Your instructions – Go through the data below line by line. Give only the number of lines that contain "pages".

Records shown –
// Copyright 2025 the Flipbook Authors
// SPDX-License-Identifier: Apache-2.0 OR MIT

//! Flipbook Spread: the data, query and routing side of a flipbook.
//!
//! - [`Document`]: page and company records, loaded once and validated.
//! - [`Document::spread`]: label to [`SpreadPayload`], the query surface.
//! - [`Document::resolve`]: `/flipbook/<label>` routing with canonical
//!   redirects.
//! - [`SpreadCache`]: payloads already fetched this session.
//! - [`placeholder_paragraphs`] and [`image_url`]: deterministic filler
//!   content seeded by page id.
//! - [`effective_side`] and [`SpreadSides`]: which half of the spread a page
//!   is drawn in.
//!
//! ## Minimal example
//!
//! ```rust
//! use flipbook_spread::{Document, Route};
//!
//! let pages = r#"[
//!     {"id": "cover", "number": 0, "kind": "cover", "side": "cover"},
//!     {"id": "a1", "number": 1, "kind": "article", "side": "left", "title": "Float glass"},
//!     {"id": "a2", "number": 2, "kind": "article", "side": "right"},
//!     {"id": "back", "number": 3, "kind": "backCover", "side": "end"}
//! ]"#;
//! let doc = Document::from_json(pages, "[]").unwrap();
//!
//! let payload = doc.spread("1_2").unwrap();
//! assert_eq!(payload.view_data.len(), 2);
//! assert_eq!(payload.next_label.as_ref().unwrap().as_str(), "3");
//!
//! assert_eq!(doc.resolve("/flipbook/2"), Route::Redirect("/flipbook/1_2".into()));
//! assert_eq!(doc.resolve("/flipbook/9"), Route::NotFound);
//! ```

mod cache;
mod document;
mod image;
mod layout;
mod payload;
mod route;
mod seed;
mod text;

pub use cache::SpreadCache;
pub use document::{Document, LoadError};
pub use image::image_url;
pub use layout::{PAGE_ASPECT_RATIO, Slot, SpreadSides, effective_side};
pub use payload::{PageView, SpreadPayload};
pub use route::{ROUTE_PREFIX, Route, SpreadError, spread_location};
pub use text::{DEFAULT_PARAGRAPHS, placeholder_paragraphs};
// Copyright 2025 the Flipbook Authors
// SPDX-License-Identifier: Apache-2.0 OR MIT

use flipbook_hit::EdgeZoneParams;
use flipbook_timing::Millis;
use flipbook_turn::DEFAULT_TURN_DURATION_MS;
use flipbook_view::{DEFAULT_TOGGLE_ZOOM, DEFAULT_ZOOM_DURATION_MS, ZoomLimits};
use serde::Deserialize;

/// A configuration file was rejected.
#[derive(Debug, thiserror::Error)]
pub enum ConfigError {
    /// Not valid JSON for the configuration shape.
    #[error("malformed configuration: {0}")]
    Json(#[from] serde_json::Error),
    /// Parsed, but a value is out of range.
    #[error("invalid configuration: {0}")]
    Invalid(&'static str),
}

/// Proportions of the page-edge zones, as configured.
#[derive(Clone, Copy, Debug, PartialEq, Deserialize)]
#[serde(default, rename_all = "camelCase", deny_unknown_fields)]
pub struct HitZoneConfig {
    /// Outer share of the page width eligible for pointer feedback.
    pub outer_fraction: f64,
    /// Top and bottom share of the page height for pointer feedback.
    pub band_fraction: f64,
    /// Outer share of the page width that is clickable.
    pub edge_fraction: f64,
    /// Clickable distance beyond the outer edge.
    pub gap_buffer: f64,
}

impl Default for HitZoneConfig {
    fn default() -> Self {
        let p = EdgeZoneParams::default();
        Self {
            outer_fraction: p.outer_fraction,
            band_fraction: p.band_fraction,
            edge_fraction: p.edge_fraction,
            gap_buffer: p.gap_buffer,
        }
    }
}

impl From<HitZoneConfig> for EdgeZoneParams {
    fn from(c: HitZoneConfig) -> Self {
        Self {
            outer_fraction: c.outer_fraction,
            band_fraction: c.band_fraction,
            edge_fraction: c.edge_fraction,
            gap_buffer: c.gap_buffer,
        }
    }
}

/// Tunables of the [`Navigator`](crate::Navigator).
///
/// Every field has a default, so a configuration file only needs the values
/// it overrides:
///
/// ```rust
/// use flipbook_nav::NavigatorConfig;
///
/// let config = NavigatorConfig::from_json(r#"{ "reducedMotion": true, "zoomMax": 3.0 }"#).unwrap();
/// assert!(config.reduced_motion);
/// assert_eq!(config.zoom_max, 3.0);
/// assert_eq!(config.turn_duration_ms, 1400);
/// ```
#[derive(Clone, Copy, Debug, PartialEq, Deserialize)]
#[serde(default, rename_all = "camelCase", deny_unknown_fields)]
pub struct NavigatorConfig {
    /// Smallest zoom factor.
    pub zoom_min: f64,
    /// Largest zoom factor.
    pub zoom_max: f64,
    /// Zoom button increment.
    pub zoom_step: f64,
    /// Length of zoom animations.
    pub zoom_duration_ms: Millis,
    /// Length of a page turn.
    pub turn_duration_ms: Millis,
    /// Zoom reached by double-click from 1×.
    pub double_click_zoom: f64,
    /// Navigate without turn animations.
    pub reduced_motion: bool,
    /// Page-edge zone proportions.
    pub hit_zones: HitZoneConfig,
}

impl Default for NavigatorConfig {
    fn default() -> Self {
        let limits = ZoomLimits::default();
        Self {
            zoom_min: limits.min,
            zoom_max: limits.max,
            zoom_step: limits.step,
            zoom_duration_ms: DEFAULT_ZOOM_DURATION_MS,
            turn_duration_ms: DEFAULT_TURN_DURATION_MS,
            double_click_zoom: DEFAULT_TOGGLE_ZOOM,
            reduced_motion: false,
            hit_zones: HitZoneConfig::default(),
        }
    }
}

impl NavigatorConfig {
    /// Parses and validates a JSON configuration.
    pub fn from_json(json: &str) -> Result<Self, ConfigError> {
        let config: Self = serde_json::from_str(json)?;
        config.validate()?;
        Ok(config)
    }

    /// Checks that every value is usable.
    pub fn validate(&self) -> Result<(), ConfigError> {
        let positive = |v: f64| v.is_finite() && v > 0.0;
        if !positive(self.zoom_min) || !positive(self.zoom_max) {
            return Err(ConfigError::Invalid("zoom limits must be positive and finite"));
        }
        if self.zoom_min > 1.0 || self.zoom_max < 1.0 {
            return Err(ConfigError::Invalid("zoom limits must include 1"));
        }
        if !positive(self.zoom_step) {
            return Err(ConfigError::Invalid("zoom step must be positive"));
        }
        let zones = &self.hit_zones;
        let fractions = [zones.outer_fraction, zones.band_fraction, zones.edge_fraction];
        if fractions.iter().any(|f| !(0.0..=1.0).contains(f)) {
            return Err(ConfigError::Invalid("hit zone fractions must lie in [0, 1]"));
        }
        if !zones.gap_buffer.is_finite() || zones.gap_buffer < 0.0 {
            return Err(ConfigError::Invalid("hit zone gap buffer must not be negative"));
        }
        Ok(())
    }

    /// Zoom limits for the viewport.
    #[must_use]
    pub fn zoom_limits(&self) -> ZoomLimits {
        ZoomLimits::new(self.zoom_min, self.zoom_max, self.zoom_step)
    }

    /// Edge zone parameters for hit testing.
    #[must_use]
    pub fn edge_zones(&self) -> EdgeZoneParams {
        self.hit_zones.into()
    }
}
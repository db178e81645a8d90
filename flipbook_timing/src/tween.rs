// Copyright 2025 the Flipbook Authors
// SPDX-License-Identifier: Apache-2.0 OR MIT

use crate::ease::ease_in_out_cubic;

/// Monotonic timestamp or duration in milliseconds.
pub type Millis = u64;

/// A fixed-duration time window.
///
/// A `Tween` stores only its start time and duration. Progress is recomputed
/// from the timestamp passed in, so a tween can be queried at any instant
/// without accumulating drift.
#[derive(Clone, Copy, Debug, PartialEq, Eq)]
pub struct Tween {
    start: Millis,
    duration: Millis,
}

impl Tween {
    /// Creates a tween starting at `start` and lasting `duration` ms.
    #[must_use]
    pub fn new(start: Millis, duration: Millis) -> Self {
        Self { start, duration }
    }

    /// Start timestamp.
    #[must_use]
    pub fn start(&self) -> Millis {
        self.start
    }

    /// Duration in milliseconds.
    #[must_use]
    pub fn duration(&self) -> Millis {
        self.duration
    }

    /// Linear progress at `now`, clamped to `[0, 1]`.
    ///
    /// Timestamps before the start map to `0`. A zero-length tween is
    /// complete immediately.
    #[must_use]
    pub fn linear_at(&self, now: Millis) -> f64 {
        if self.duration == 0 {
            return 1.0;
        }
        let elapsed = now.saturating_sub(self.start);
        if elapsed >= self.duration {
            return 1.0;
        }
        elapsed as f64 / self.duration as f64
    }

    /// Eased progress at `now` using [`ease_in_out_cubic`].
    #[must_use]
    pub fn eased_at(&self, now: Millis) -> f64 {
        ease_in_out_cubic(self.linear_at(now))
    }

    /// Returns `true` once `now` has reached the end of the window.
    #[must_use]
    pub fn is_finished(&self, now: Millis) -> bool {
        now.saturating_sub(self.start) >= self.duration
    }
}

Solved exercise – 2